Frühwarnflugzeug Boeing E-3F AWACS
Frankreichs fliegende Wächter auf Abruf

Veröffentlicht am 06.10.2024

Die Sentries der Armée de l'Air et de l'Espace haben seit ihrer Einführung im Jahr 1992 über 65 000 Flugstunden absolviert und waren in dieser Zeit an allen wichtigen Operationen der französischen Luftstreitkräfte beteiligt, wie der Anti-Piraten-Operation "Atlante" in Dschibuti, der Operation "Harmattan" in Libyen 2011, der Operation "Serval" in Mali 2013 und 2014 oder den Anti-Daesh-Einsätzen ("Chammal") im Irak und in Syrien (2015 und 2021).

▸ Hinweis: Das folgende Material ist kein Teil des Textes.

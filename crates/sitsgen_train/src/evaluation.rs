//! Classifier evaluation utilities.
//!
//! Scores a fitted classifier on materialized pixel arrays and builds the
//! confusion matrix over the classes it learned, in its class order.

use ndarray::{ArrayView1, ArrayView2};

use sitsgen_analysis::{confusion_matrix, ConfusionMatrix, NormalizedConfusion};

use crate::classifier::LogisticRegression;
use crate::error::{Result, TrainError};

/// Evaluation results with predictions and metrics.
#[derive(Debug, Clone)]
pub struct EvaluationResult {
    /// Predicted labels.
    pub predictions: Vec<i64>,
    /// True labels.
    pub targets: Vec<i64>,
    /// Fraction of correct predictions.
    pub accuracy: f64,
    /// Counts over the classifier's classes.
    pub confusion: ConfusionMatrix,
}

impl EvaluationResult {
    /// Number of correct predictions.
    pub fn correct(&self) -> usize {
        self.predictions
            .iter()
            .zip(&self.targets)
            .filter(|(p, t)| p == t)
            .count()
    }

    /// Number of evaluated samples.
    pub fn total(&self) -> usize {
        self.targets.len()
    }

    /// Row-normalized confusion matrix.
    pub fn normalized_confusion(&self) -> NormalizedConfusion {
        self.confusion.normalize()
    }
}

fn check_lengths(x: ArrayView2<'_, f32>, y: ArrayView1<'_, i64>) -> Result<()> {
    if x.nrows() != y.len() {
        return Err(TrainError::ShapeMismatch(format!(
            "{} feature rows with {} labels",
            x.nrows(),
            y.len()
        )));
    }
    Ok(())
}

/// Fraction of rows of `x` whose predicted class equals `y`.
///
/// # Errors
///
/// [`TrainError::ShapeMismatch`] if `x` and `y` differ in length, and the
/// classifier's errors otherwise.
pub fn accuracy(x: ArrayView2<'_, f32>, y: ArrayView1<'_, i64>, classifier: &LogisticRegression) -> Result<f64> {
    check_lengths(x, y)?;
    classifier.score(x, y)
}

/// Row-normalized confusion matrix of the classifier on `(x, y)`.
///
/// Rows and columns follow [`LogisticRegression::classes`]. Rows of classes
/// absent from `y` are all zero.
pub fn confusion(
    x: ArrayView2<'_, f32>,
    y: ArrayView1<'_, i64>,
    classifier: &LogisticRegression,
) -> Result<NormalizedConfusion> {
    Ok(evaluate(x, y, classifier)?.normalized_confusion())
}

/// Predict every row of `x` and compare against `y`.
pub fn evaluate(
    x: ArrayView2<'_, f32>,
    y: ArrayView1<'_, i64>,
    classifier: &LogisticRegression,
) -> Result<EvaluationResult> {
    check_lengths(x, y)?;
    if y.is_empty() {
        return Err(TrainError::InvalidData("cannot evaluate 0 samples".to_string()));
    }

    let predictions = classifier.predict(x)?.to_vec();
    let targets = y.to_vec();
    let confusion = confusion_matrix(&predictions, &targets, classifier.classes());
    let correct = predictions.iter().zip(&targets).filter(|(p, t)| p == t).count();

    let result = EvaluationResult {
        accuracy: correct as f64 / targets.len() as f64,
        predictions,
        targets,
        confusion,
    };
    tracing::debug!(
        "Evaluated {} samples over {} classes",
        result.total(),
        result.confusion.n_classes()
    );
    Ok(result)
}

Armée de l´Air et de l´Espace

NATO-Missionen

Seit 2014 beteiligt sich die E-3F auch an den Frühwarnmissionen der NATO über Osteuropa. Der Einmarsch der Russen in die Ukraine führte zu einem Anstieg der Zahl dieser Missionen. "Diese Einsätze werden im Rahmen der NATO-Struktur über Polen oder Rumänien geflogen. Wir führen sie jeden Monat durch, wobei die Häufigkeit unterschiedlich ist, je nach Bedarf der Allianz. Manchmal nutzen wir unsere Präsenz auch, um mit unseren NATO-Partnern in Rumänien COMAO (Combined Air Operations) zu trainieren, zum Beispiel mit den F-16", so Major Christopher, ein Experte für Überwachungssysteme und Missionsplaner der E-3F AWACS-Flugzeuge. Er ist derzeit Kommandeur des zweiten operativen Elements des 36. EDCA (Geschwader), der EDA 2/36 "Nivernais." Für die Flüge war, wie üblich, eine 19-köpfige Besatzung an Bord, bestehend aus einem Piloten, einem Copiloten, einem Flugingenieur, einem Navigator und einem Crew Chief sowie 14 Missions- und Systemoperatoren. Die Überwachungsmissionen dauerten zehn bis elf Stunden, wobei die E-3F 1,5 bis 2 Stunden lang von Avord zum Einsatzgebiet flogen, dann knapp sechs Stunden lang auf der Station blieben und anschließend in weiteren 1,5 bis 2 Stunden zur Heimatbasis zurückkehrten. Die Einsätze wurden also nahe an der maximalen Flugdauer geplant. Nur in zwei Fällen wurde die E-3F mit der Kennung 202 aufgetankt, um ihre maximale Flugdauer zu erhöhen. Am 16. März 2022 wurde eine C-135FR mit der Seriennummer 470 über Rumänien eingesetzt, während am 4. April 2022 ein Airbus A330-243 MRTT mit der Seriennummer 045 über Polen verwendet wurde.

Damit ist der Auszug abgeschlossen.